• [What is expected]:
Print exactly what the entries say, line by line, from the first line down to the one with "pub const TOKEN_FILE: &str", inclusive.

[Opening Dataset content section]

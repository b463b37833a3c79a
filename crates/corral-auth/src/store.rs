//! Token storage.
//!
//! The session core only depends on the [`TokenStore`] trait, so the storage
//! medium (memory, a file that survives restarts, an OS keychain) can be
//! swapped without touching refresh logic.

use std::path::{Path, PathBuf};
use std::sync::Arc;

use chrono::Utc;
use parking_lot::{Mutex, RwLock};

use crate::error::{AuthError, Result};
use crate::token::TokenPair;

/// Default token file name within the corral config directory.
pub const TOKEN_FILE: &str = "tokens.json";

// ============================================================================
// TokenStore Trait
// ============================================================================

/// Synchronous holder of the current token pair.
///
/// Reads return a full snapshot; writers replace the pair as a whole.
pub trait TokenStore: Send + Sync + std::fmt::Debug {
    /// Get the current pair, if any.
    fn get(&self) -> Option<TokenPair>;

    /// Replace the current pair.
    fn set(&self, pair: TokenPair) -> Result<()>;

    /// Remove any stored pair. Safe to call when nothing is stored.
    fn clear(&self) -> Result<()>;

    /// True if a pair is stored and its expiry has been reached.
    fn is_expired(&self) -> bool {
        self.get().is_some_and(|pair| pair.is_expired_at(Utc::now()))
    }
}

/// Shared token store for use across async contexts.
pub type SharedTokenStore = Arc<dyn TokenStore>;

// ============================================================================
// MemoryTokenStore
// ============================================================================

/// In-memory token store.
#[derive(Debug, Default)]
pub struct MemoryTokenStore {
    pair: RwLock<Option<TokenPair>>,
}

impl MemoryTokenStore {
    pub fn new() -> Self {
        Self::default()
    }

    pub fn with_pair(pair: TokenPair) -> Self {
        Self {
            pair: RwLock::new(Some(pair)),
        }
    }
}

impl TokenStore for MemoryTokenStore {
    fn get(&self) -> Option<TokenPair> {
        self.pair.read().clone()
    }

    fn set(&self, pair: TokenPair) -> Result<()> {
        *self.pair.write() = Some(pair);
        Ok(())
    }

    fn clear(&self) -> Result<()> {
        *self.pair.write() = None;
        Ok(())
    }
}

// ============================================================================
// FileTokenStore
// ============================================================================

/// File-backed token store that survives process restarts.
///
/// The file is read once lazily and cached; every write goes through to disk.
#[derive(Debug)]
pub struct FileTokenStore {
    token_path: PathBuf,
    cached: RwLock<Option<Option<TokenPair>>>,
}

impl FileTokenStore {
    /// Create a store at `<dir>/tokens.json`.
    pub fn new(data_dir: &Path) -> Self {
        Self::with_path(data_dir.join(TOKEN_FILE))
    }

    /// Create with a custom token path.
    pub fn with_path(token_path: PathBuf) -> Self {
        Self {
            token_path,
            cached: RwLock::new(None),
        }
    }

    /// Get the token file path.
    pub fn token_path(&self) -> &Path {
        &self.token_path
    }

    fn read_file(&self) -> Option<TokenPair> {
        let content = match std::fs::read_to_string(&self.token_path) {
            Ok(content) => content,
            Err(e) if e.kind() == std::io::ErrorKind::NotFound => return None,
            Err(e) => {
                tracing::warn!(path = %self.token_path.display(), error = %e, "Failed to read token file");
                return None;
            }
        };

        match serde_json::from_str(&content) {
            Ok(pair) => Some(pair),
            Err(e) => {
                tracing::warn!(path = %self.token_path.display(), error = %e, "Ignoring unreadable token file");
                None
            }
        }
    }
}

impl TokenStore for FileTokenStore {
    fn get(&self) -> Option<TokenPair> {
        if let Some(cached) = self.cached.read().as_ref() {
            return cached.clone();
        }

        let mut cache = self.cached.write();
        if cache.is_none() {
            *cache = Some(self.read_file());
        }
        cache.clone().flatten()
    }

    fn set(&self, pair: TokenPair) -> Result<()> {
        if let Some(parent) = self.token_path.parent() {
            std::fs::create_dir_all(parent).map_err(|e| {
                AuthError::Storage(format!("Failed to create token directory: {}", e))
            })?;
        }

        let json = serde_json::to_string_pretty(&pair)?;
        std::fs::write(&self.token_path, json)
            .map_err(|e| AuthError::Storage(format!("Failed to write token file: {}", e)))?;

        *self.cached.write() = Some(Some(pair));
        tracing::debug!(path = %self.token_path.display(), "Tokens saved");
        Ok(())
    }

    fn clear(&self) -> Result<()> {
        match std::fs::remove_file(&self.token_path) {
            Ok(()) => {}
            Err(e) if e.kind() == std::io::ErrorKind::NotFound => {}
            Err(e) => {
                return Err(AuthError::Storage(format!(
                    "Failed to delete token file: {}",
                    e
                )));
            }
        }
        *self.cached.write() = Some(None);
        Ok(())
    }
}

// ============================================================================
// IntendedRoute
// ============================================================================

/// Session-scoped slot for the route to resume after login.
///
/// Lives only as long as the session; [`IntendedRoute::take`] empties it so a
/// stashed route is consumed at most once.
#[derive(Debug, Default)]
pub struct IntendedRoute {
    route: Mutex<Option<String>>,
}

impl IntendedRoute {
    pub fn new() -> Self {
        Self::default()
    }

    pub fn stash(&self, route: impl Into<String>) {
        *self.route.lock() = Some(route.into());
    }

    pub fn take(&self) -> Option<String> {
        self.route.lock().take()
    }

    pub fn clear(&self) {
        self.route.lock().take();
    }
}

[Closing Dataset content section]

• [Answer for this exercise]:
repository b463b37833a3c79a
filename crates/corral-auth/src/store.rs
//! Token storage.
//!
//! The session core only depends on the [`TokenStore`] trait, so the storage
//! medium (memory, a file that survives restarts, an OS keychain) can be
//! swapped without touching refresh logic.

use std::path::{Path, PathBuf};
use std::sync::Arc;

use chrono::Utc;
use parking_lot::{Mutex, RwLock};

use crate::error::{AuthError, Result};
use crate::token::TokenPair;

/// Default token file name within the corral config directory.
pub const TOKEN_FILE: &str = "tokens.json";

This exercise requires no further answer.